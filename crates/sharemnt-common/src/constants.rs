//! System-wide constants and default paths.

/// Application name used in cgroup paths and log output.
pub const APP_NAME: &str = "share-mnt";

/// Name of the persisted state file inside a container's state directory.
pub const STATE_FILE: &str = "state.json";

/// Name of the configuration file the native engine writes per container.
pub const CONFIG_FILE: &str = "config.json";

/// runc state directory.
pub const RUNC_RUN_DIR: &str = "/run/runc";
/// runc state directory under the legacy `/var/run` prefix.
pub const RUNC_VAR_RUN_DIR: &str = "/var/run/runc";
/// Legacy Docker native execution-driver state directory.
pub const EXECDRIVER_RUN_DIR: &str = "/var/run/docker/execdriver/native";

/// Prefix under which the host filesystem is mounted into the container.
pub const HOST_MOUNT_PREFIX: &str = "/host";

/// Search roots as seen from inside the target mount namespace, in order.
pub const NAMESPACE_SEARCH_ROOTS: [&str; 3] = [RUNC_RUN_DIR, RUNC_VAR_RUN_DIR, EXECDRIVER_RUN_DIR];

/// Search roots as seen through the host mount, in order.
pub const HOST_SEARCH_ROOTS: [&str; 3] = [
    "/host/run/runc",
    "/host/var/run/runc",
    "/host/var/run/docker/execdriver/native",
];

/// State directory of the nested container engine.
pub const ENGINE_STATE_ROOT: &str = "/var/run/share-mnt/container";

/// Cgroup filesystem mount point.
pub const CGROUP_ROOT: &str = "/sys/fs/cgroup";

/// Current process's cgroup membership file.
pub const SELF_CGROUP_FILE: &str = "/proc/self/cgroup";

/// Current process's mount table.
pub const SELF_MOUNTINFO_FILE: &str = "/proc/self/mountinfo";

/// Program used to enter the target mount namespace.
pub const NSENTER: &str = "nsenter";

/// Marker argument that selects Stage 2 on re-invocation.
pub const STAGE2_FLAG: &str = "--stage2";

/// Command run when the operator does not supply one.
pub const DEFAULT_ENTRYPOINT: &str = "/bin/sh";

/// User the nested process runs as.
pub const ROOT_USER: &str = "0:0";

/// Exit status reported when the tool fails before the nested process exits.
pub const FAILURE_EXIT_CODE: i32 = 1;

#[cfg(test)]
mod tests {
    use super::*;

    #[test]
    fn host_roots_mirror_namespace_roots() {
        for (host, inner) in HOST_SEARCH_ROOTS.iter().zip(NAMESPACE_SEARCH_ROOTS) {
            assert_eq!(*host, format!("{HOST_MOUNT_PREFIX}{inner}"));
        }
    }
}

*-*-*

> Instructions for the task
Above is a listing; print exactly its lines from the one with "execution-driver state directory." through the one with "pub const HOST_MOUNT_PREFIX: &str", and no other lines.

> Result for this task
/// Legacy Docker native execution-driver state directory.
pub const EXECDRIVER_RUN_DIR: &str = "/var/run/docker/execdriver/native";

/// Prefix under which the host filesystem is mounted into the container.
pub const HOST_MOUNT_PREFIX: &str = "/host";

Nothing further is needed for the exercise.